Truth and fiction! My next two books again centered on ranch life and my family through truthful nonfiction and historical fiction. One was truth—how my granddad put our family ranch together during the depression when others were losing theirs. The other was historical fiction where I fictionalized a story I had heard my whole life.
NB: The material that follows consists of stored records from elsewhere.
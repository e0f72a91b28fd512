use std::sync::Arc;

use lorebot_dialogs::UserLanes;

use crate::config::TelegramAccountConfig;

/// Per-account runtime state shared by the polling loop and handlers.
pub struct AccountState {
    pub account_id: String,
    pub bot: teloxide::Bot,
    pub bot_username: Option<String>,
    pub config: TelegramAccountConfig,
    pub lanes: Arc<UserLanes>,
}
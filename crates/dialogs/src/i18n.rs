//! User-facing message keys and their localization.
//!
//! Every outbound text is a [`MessageKey`] plus named arguments. The key's id
//! is stable and used for template overrides in the `[locale.messages]`
//! config table; the English template is the built-in fallback.

use std::collections::HashMap;

use lorebot_config::LocaleConfig;

macro_rules! message_keys {
    ($($variant:ident => $id:literal, $english:literal;)+) => {
        #[derive(Debug, Clone, Copy, PartialEq, Eq, Hash)]
        pub enum MessageKey {
            $($variant,)+
        }

        impl MessageKey {
            pub const ALL: &'static [MessageKey] = &[$(Self::$variant,)+];

            #[must_use]
            pub fn id(self) -> &'static str {
                match self {
                    $(Self::$variant => $id,)+
                }
            }

            #[must_use]
            pub fn english(self) -> &'static str {
                match self {
                    $(Self::$variant => $english,)+
                }
            }
        }
    };
}

message_keys! {
    Welcome => "help.welcome", "Hello {name}! Send part of an entry name to look it up, or use one of these commands:";
    HelpHeader => "help.header", "Available commands:";
    HelpCancel => "help.cancel", "Cancel the command in progress";
    HelpHelp => "help.help", "Show this list";
    HelpNewEntry => "help.newentry", "Add an entry to a topic (append \"ranking\" for the ranking category)";
    HelpEditEntry => "help.editentry", "Replace the content of an entry";
    HelpEntryImage => "help.entryimage", "Attach an image to an entry";
    HelpDeleteEntry => "help.deleteentry", "Delete an entry";
    HelpNewTopic => "help.newtopic", "Create a topic";
    HelpSubscribe => "help.subscribe", "Get notified about new entries in a topic";
    HelpUnsubscribe => "help.unsubscribe", "Stop notifications for a topic";
    HelpSetRole => "help.setrole", "Change the role of a user";

    UnknownCommand => "command.unknown", "Unknown command /{command}. Send /help for the list.";
    Unauthorized => "command.unauthorized", "You are not allowed to use /{command}.";
    AlreadyActive => "session.conflict", "Finish or /cancel your current /{command} first.";
    Cancelled => "session.cancelled", "/{command} cancelled.";
    NothingToCancel => "session.nothing_to_cancel", "There is nothing to cancel.";
    Expired => "session.expired", "Your /{command} expired. Start it again when you are ready.";
    GenericError => "error.generic", "Something went wrong. Please try again later.";

    ChooseTopic => "topic.choose", "Choose a topic:";
    NoTopics => "topic.none", "There are no topics yet.";
    TopicNotFound => "topic.not_found", "That topic no longer exists.";
    EnterTopicName => "topic.enter_name", "Send the name of the new topic.";
    TopicCreated => "topic.created", "Topic {topic} created.";
    DuplicateTopic => "topic.duplicate", "A topic named {name} already exists.";

    ChooseEntry => "entry.choose", "Choose an entry from {topic}:";
    NoEntries => "entry.none", "{topic} has no entries yet.";
    EntryNotFound => "entry.not_found", "That entry no longer exists.";
    EnterName => "entry.enter_name", "Send the name of the new entry in {topic}.";
    EnterContent => "entry.enter_content", "Send the content for {name}.";
    EnterNewContent => "entry.enter_new_content", "Send the new content for {name}.";
    SendImage => "entry.send_image", "Send an image for {name}.";
    SendImageOrSkip => "entry.send_image_or_skip", "Send an image for {name}, or tap Skip to keep the current one.";
    ConfirmDelete => "entry.confirm_delete", "Delete {name} from {topic}? This cannot be undone.";
    EntryCreated => "entry.created", "{name} added to {topic}.";
    EntryUpdated => "entry.updated", "{name} updated.";
    ImageUpdated => "entry.image_updated", "Image for {name} updated.";
    EntryDeleted => "entry.deleted", "{name} deleted.";
    DeleteAborted => "entry.delete_aborted", "{name} was kept.";
    NewEntryNotice => "entry.new_notice", "New entry in {topic}: {name}";

    ButtonSkip => "button.skip", "Skip";
    ButtonDelete => "button.delete", "Delete";
    ButtonKeep => "button.keep", "Keep";

    NameBlank => "validation.name.blank", "The name cannot be empty.";
    NameTooLong => "validation.name.too_long", "The name cannot be longer than {max} characters.";
    NameInvalid => "validation.name.invalid", "Use letters and digits, with apostrophes or hyphens inside words and single spaces between them.";
    NameDuplicate => "validation.name.duplicate", "{topic} already has an entry named {name}.";
    ContentBlank => "validation.content.blank", "The content cannot be empty.";
    ContentTooLong => "validation.content.too_long", "The content cannot be longer than {max} characters.";

    Subscribed => "subscription.added", "You will be notified about new entries in {topic}.";
    Unsubscribed => "subscription.removed", "You will no longer be notified about {topic}.";
    AllSubscribed => "subscription.all", "You are already subscribed to every topic.";
    NotSubscribed => "subscription.none", "You have no subscriptions.";

    EnterUser => "role.enter_user", "Send the numeric id or @username of the user.";
    UnknownUser => "role.unknown_user", "No user matches {query}. They need to message the bot first.";
    OwnRole => "role.own", "You cannot change your own role.";
    ChooseRole => "role.choose", "Choose the new role for {name}:";
    RoleViewer => "role.viewer", "Viewer";
    RoleEditor => "role.editor", "Editor";
    RoleAdmin => "role.admin", "Admin";
    RoleChanged => "role.changed", "{name} is now {role}.";

    SearchResults => "search.results", "Entries matching \"{query}\":";
    SearchTruncated => "search.truncated", "More entries match. Send a longer name to narrow it down.";
}

/// Turns a message key into user-facing text in the requested language.
pub trait Localizer: Send + Sync {
    fn translate(&self, language: Option<&str>, key: MessageKey, args: &[(&str, String)])
    -> String;
}

/// English templates with per-language overrides from config.
///
/// Lookup order for a language tag such as `pt-BR`: `pt-BR`, `pt`, the
/// configured default language, then the built-in English text.
#[derive(Debug, Clone)]
pub struct BuiltinLocalizer {
    default_language: String,
    overrides: HashMap<String, HashMap<String, String>>,
}

impl Default for BuiltinLocalizer {
    fn default() -> Self {
        Self::from_config(&LocaleConfig::default())
    }
}

impl BuiltinLocalizer {
    pub fn from_config(config: &LocaleConfig) -> Self {
        let overrides = config
            .messages
            .iter()
            .map(|(lang, messages)| (lang.to_ascii_lowercase(), messages.clone()))
            .collect();
        Self {
            default_language: config.default_language.to_ascii_lowercase(),
            overrides,
        }
    }

    fn template(&self, language: Option<&str>, key: MessageKey) -> &str {
        let requested = language.map(str::to_ascii_lowercase);
        let primary = requested
            .as_deref()
            .and_then(|tag| tag.split(['-', '_']).next())
            .map(str::to_string);
        [requested, primary, Some(self.default_language.clone())]
            .into_iter()
            .flatten()
            .find_map(|lang| {
                self.overrides
                    .get(&lang)
                    .and_then(|messages| messages.get(key.id()))
            })
            .map_or(key.english(), String::as_str)
    }
}

impl Localizer for BuiltinLocalizer {
    fn translate(
        &self,
        language: Option<&str>,
        key: MessageKey,
        args: &[(&str, String)],
    ) -> String {
        substitute(self.template(language, key), args)
    }
}

/// Replace `{name}` placeholders. Unknown placeholders are left as written.
pub fn substitute(template: &str, args: &[(&str, String)]) -> String {
    let mut out = String::with_capacity(template.len());
    let mut rest = template;
    while let Some(start) = rest.find('{') {
        out.push_str(&rest[..start]);
        let after = &rest[start + 1..];
        match after.find('}') {
            Some(end) => {
                let name = &after[..end];
                match args.iter().find(|(arg, _)| *arg == name) {
                    Some((_, value)) => out.push_str(value),
                    None => {
                        out.push('{');
                        out.push_str(name);
                        out.push('}');
                    },
                }
                rest = &after[end + 1..];
            },
            None => {
                out.push_str(&rest[start..]);
                rest = "";
            },
        }
    }
    out.push_str(rest);
    out
}

#[allow(clippy::unwrap_used, clippy::expect_used)]
#[cfg(test)]
mod tests {
    use {super::*, std::collections::HashSet};

    #[test]
    fn ids_are_unique() {
        let ids: HashSet<_> = MessageKey::ALL.iter().map(|k| k.id()).collect();
        assert_eq!(ids.len(), MessageKey::ALL.len());
    }

    #[test]
    fn substitutes_named_args() {
        let text = substitute("{name} added to {topic}.", &[
            ("name", "Aëlin".into()),
            ("topic", "Ashfall".into()),
        ]);
        assert_eq!(text, "Aëlin added to Ashfall.");
    }

    #[test]
    fn unknown_and_unterminated_placeholders_survive() {
        assert_eq!(substitute("{who} {", &[]), "{who} {");
    }

    #[test]
    fn falls_back_from_region_to_language_to_english() {
        let mut pt = HashMap::new();
        pt.insert("session.cancelled".to_string(), "/{command} cancelado.".to_string());
        let mut messages = HashMap::new();
        messages.insert("pt".to_string(), pt);
        let localizer = BuiltinLocalizer::from_config(&LocaleConfig {
            default_language: "en".into(),
            messages,
        });
        let args = [("command", "newentry".to_string())];

        assert_eq!(
            localizer.translate(Some("pt-BR"), MessageKey::Cancelled, &args),
            "/newentry cancelado."
        );
        assert_eq!(
            localizer.translate(Some("de"), MessageKey::Cancelled, &args),
            "/newentry cancelled."
        );
        assert_eq!(
            localizer.translate(None, MessageKey::NothingToCancel, &[]),
            "There is nothing to cancel."
        );
    }

    #[test]
    fn default_language_overrides_apply_to_unknown_languages() {
        let mut es = HashMap::new();
        es.insert("error.generic".to_string(), "Algo salió mal.".to_string());
        let localizer = BuiltinLocalizer::from_config(&LocaleConfig {
            default_language: "es".into(),
            messages: HashMap::from([("es".to_string(), es)]),
        });
        assert_eq!(
            localizer.translate(Some("fr"), MessageKey::GenericError, &[]),
            "Algo salió mal."
        );
    }
}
The Truthful Nonfiction–Let Me Tell You a Story
My dad celebrated his 75th birthday on March 20, 1993. So, Mom and I worked together on producing a chapbook of the story of how our family ranch was put together for his gift, titled Let Me Tell You a Story. Dad dictated the unique stories to Mom about the technique Granddad used to put together our ranch during a time when many lost their homesteads. Dad, the master storyteller, relished the telling and retelling of these familiar family stories. Then I typed them up on a 2E Apple computer with floppy disks. Then Dad helped me edit it, which was hilarious for this ole cowboy—he didn’t trust computers but immediately saw their usefulness. As a finishing touch, we added pictures to it.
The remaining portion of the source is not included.